▸ **Your task**:
When you reach the records, transcribe each one exactly.

▸ **Data for analysis**:
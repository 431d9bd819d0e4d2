use std::{fmt, str::FromStr};

use rand::Rng;
use serde::{Deserialize, Serialize};

use crate::{JudgeError, Result};

#[derive(Debug, Clone, Copy, PartialEq, Eq, Hash, Default, Serialize, Deserialize)]
#[serde(rename_all = "snake_case")]
pub enum Difficulty {
    Easy,
    #[default]
    Medium,
    Hard,
}

impl Difficulty {
    pub fn as_str(self) -> &'static str {
        match self {
            Difficulty::Easy => "easy",
            Difficulty::Medium => "medium",
            Difficulty::Hard => "hard",
        }
    }
}

impl FromStr for Difficulty {
    type Err = JudgeError;

    fn from_str(value: &str) -> Result<Self> {
        match value.trim().to_ascii_lowercase().as_str() {
            "easy" => Ok(Difficulty::Easy),
            "medium" => Ok(Difficulty::Medium),
            "hard" => Ok(Difficulty::Hard),
            _ => Err(JudgeError::InvalidDifficulty(value.to_string())),
        }
    }
}

impl fmt::Display for Difficulty {
    fn fmt(&self, f: &mut fmt::Formatter<'_>) -> fmt::Result {
        f.write_str(self.as_str())
    }
}

/// Note density multipliers for each difficulty.
#[derive(Debug, Clone, Copy, PartialEq, Serialize, Deserialize)]
pub struct DifficultyMultipliers {
    pub easy: f64,
    pub medium: f64,
    pub hard: f64,
}

/// Song descriptor as handed over by the external catalog.
#[derive(Debug, Clone, PartialEq, Serialize, Deserialize)]
pub struct SongDescriptor {
    pub id: String,
    pub title: String,
    pub artist: String,
    pub duration_ms: f64,
    pub bpm: u32,
    pub multipliers: DifficultyMultipliers,
}

impl SongDescriptor {
    pub fn multiplier(&self, difficulty: Difficulty) -> f64 {
        match difficulty {
            Difficulty::Easy => self.multipliers.easy,
            Difficulty::Medium => self.multipliers.medium,
            Difficulty::Hard => self.multipliers.hard,
        }
    }
}

/// Registry of the songs a session can be started from.
#[derive(Debug, Clone, Default)]
pub struct SongLibrary {
    songs: Vec<SongDescriptor>,
}

impl SongLibrary {
    pub fn new() -> Self {
        Self { songs: Vec::new() }
    }

    /// The twelve songs shipped with the game.
    pub fn builtin() -> Self {
        let table: [(&str, &str, u32, u32, [f64; 3]); 12] = [
            ("Electric Pulse", "Digital Rhythm", 120, 128, [0.7, 1.0, 1.5]),
            ("Starlight Journey", "Voice of the Cosmos", 150, 110, [0.8, 1.1, 1.6]),
            ("Mechanical Heartbeat", "Future Factory", 135, 140, [0.9, 1.2, 1.7]),
            ("Summer Breeze", "Sounds of Nature", 125, 100, [0.6, 1.0, 1.4]),
            ("City Night", "Neon Shadows", 140, 95, [0.8, 1.1, 1.5]),
            ("Deep Sea Expedition", "Ocean Explorer", 160, 85, [0.7, 1.0, 1.3]),
            ("Cloud Walk", "Sky City", 130, 120, [0.9, 1.2, 1.8]),
            ("Desert Storm", "Wasteland Traveller", 145, 115, [0.8, 1.1, 1.6]),
            ("Forest Song", "Green Guardian", 128, 105, [0.7, 1.0, 1.4]),
            ("Eruption", "Heart of Lava", 155, 145, [0.9, 1.3, 1.9]),
            ("Aurora Dance", "Polaris", 138, 98, [0.8, 1.1, 1.5]),
            ("Time Travel", "Chrononaut", 148, 110, [0.7, 1.0, 1.4]),
        ];

        let mut library = Self::new();
        for (index, (title, artist, seconds, bpm, [easy, medium, hard])) in
            table.into_iter().enumerate()
        {
            library.register(SongDescriptor {
                id: format!("song{}", index + 1),
                title: title.to_string(),
                artist: artist.to_string(),
                duration_ms: f64::from(seconds) * 1000.0,
                bpm,
                multipliers: DifficultyMultipliers { easy, medium, hard },
            });
        }
        library
    }

    /// Adds a song, replacing any existing entry with the same id.
    pub fn register(&mut self, song: SongDescriptor) {
        match self.songs.iter_mut().find(|existing| existing.id == song.id) {
            Some(existing) => *existing = song,
            None => self.songs.push(song),
        }
    }

    pub fn get_song_by_id(&self, id: &str) -> Result<&SongDescriptor> {
        self.songs
            .iter()
            .find(|song| song.id == id)
            .ok_or_else(|| JudgeError::SongNotFound(id.to_string()))
    }

    pub fn random_song(&self, rng: &mut impl Rng) -> Option<&SongDescriptor> {
        if self.songs.is_empty() {
            return None;
        }
        self.songs.get(rng.random_range(0..self.songs.len()))
    }

    pub fn songs(&self) -> &[SongDescriptor] {
        &self.songs
    }

    pub fn len(&self) -> usize {
        self.songs.len()
    }

    pub fn is_empty(&self) -> bool {
        self.songs.is_empty()
    }
}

▸ **Your solution**:
repository 431d9bd819d0e4d2
use std::{fmt, str::FromStr};

use rand::Rng;
use serde::{Deserialize, Serialize};

use crate::{JudgeError, Result};

#[derive(Debug, Clone, Copy, PartialEq, Eq, Hash, Default, Serialize, Deserialize)]
#[serde(rename_all = "snake_case")]
pub enum Difficulty {
    Easy,
    #[default]
    Medium,
    Hard,
}

impl Difficulty {
    pub fn as_str(self) -> &'static str {
        match self {
            Difficulty::Easy => "easy",
            Difficulty::Medium => "medium",
            Difficulty::Hard => "hard",
        }
    }
}

impl FromStr for Difficulty {
    type Err = JudgeError;

    fn from_str(value: &str) -> Result<Self> {
        match value.trim().to_ascii_lowercase().as_str() {
            "easy" => Ok(Difficulty::Easy),
            "medium" => Ok(Difficulty::Medium),
            "hard" => Ok(Difficulty::Hard),
            _ => Err(JudgeError::InvalidDifficulty(value.to_string())),
        }
    }
}

impl fmt::Display for Difficulty {
    fn fmt(&self, f: &mut fmt::Formatter<'_>) -> fmt::Result {
        f.write_str(self.as_str())
    }
}

/// Note density multipliers for each difficulty.
#[derive(Debug, Clone, Copy, PartialEq, Serialize, Deserialize)]
pub struct DifficultyMultipliers {
    pub easy: f64,
    pub medium: f64,
    pub hard: f64,
}

/// Song descriptor as handed over by the external catalog.
#[derive(Debug, Clone, PartialEq, Serialize, Deserialize)]
pub struct SongDescriptor {
    pub id: String,
    pub title: String,
    pub artist: String,
    pub duration_ms: f64,
    pub bpm: u32,
    pub multipliers: DifficultyMultipliers,
}

impl SongDescriptor {
    pub fn multiplier(&self, difficulty: Difficulty) -> f64 {
        match difficulty {
            Difficulty::Easy => self.multipliers.easy,
            Difficulty::Medium => self.multipliers.medium,
            Difficulty::Hard => self.multipliers.hard,
        }
    }
}

/// Registry of the songs a session can be started from.
#[derive(Debug, Clone, Default)]
pub struct SongLibrary {
    songs: Vec<SongDescriptor>,
}

impl SongLibrary {
    pub fn new() -> Self {
        Self { songs: Vec::new() }
    }

    /// The twelve songs shipped with the game.
    pub fn builtin() -> Self {
        let table: [(&str, &str, u32, u32, [f64; 3]); 12] = [
            ("Electric Pulse", "Digital Rhythm", 120, 128, [0.7, 1.0, 1.5]),
            ("Starlight Journey", "Voice of the Cosmos", 150, 110, [0.8, 1.1, 1.6]),
            ("Mechanical Heartbeat", "Future Factory", 135, 140, [0.9, 1.2, 1.7]),
            ("Summer Breeze", "Sounds of Nature", 125, 100, [0.6, 1.0, 1.4]),
            ("City Night", "Neon Shadows", 140, 95, [0.8, 1.1, 1.5]),
            ("Deep Sea Expedition", "Ocean Explorer", 160, 85, [0.7, 1.0, 1.3]),
            ("Cloud Walk", "Sky City", 130, 120, [0.9, 1.2, 1.8]),
            ("Desert Storm", "Wasteland Traveller", 145, 115, [0.8, 1.1, 1.6]),
            ("Forest Song", "Green Guardian", 128, 105, [0.7, 1.0, 1.4]),
            ("Eruption", "Heart of Lava", 155, 145, [0.9, 1.3, 1.9]),
            ("Aurora Dance", "Polaris", 138, 98, [0.8, 1.1, 1.5]),
            ("Time Travel", "Chrononaut", 148, 110, [0.7, 1.0, 1.4]),
        ];

        let mut library = Self::new();
        for (index, (title, artist, seconds, bpm, [easy, medium, hard])) in
            table.into_iter().enumerate()
        {
            library.register(SongDescriptor {
                id: format!("song{}", index + 1),
                title: title.to_string(),
                artist: artist.to_string(),
                duration_ms: f64::from(seconds) * 1000.0,
                bpm,
                multipliers: DifficultyMultipliers { easy, medium, hard },
            });
        }
        library
    }

    /// Adds a song, replacing any existing entry with the same id.
    pub fn register(&mut self, song: SongDescriptor) {
        match self.songs.iter_mut().find(|existing| existing.id == song.id) {
            Some(existing) => *existing = song,
            None => self.songs.push(song),
        }
    }

    pub fn get_song_by_id(&self, id: &str) -> Result<&SongDescriptor> {
        self.songs
            .iter()
            .find(|song| song.id == id)
            .ok_or_else(|| JudgeError::SongNotFound(id.to_string()))
    }

    pub fn random_song(&self, rng: &mut impl Rng) -> Option<&SongDescriptor> {
        if self.songs.is_empty() {
            return None;
        }
        self.songs.get(rng.random_range(0..self.songs.len()))
    }

    pub fn songs(&self) -> &[SongDescriptor] {
        &self.songs
    }

    pub fn len(&self) -> usize {
        self.songs.len()
    }

    pub fn is_empty(&self) -> bool {
        self.songs.is_empty()
    }
}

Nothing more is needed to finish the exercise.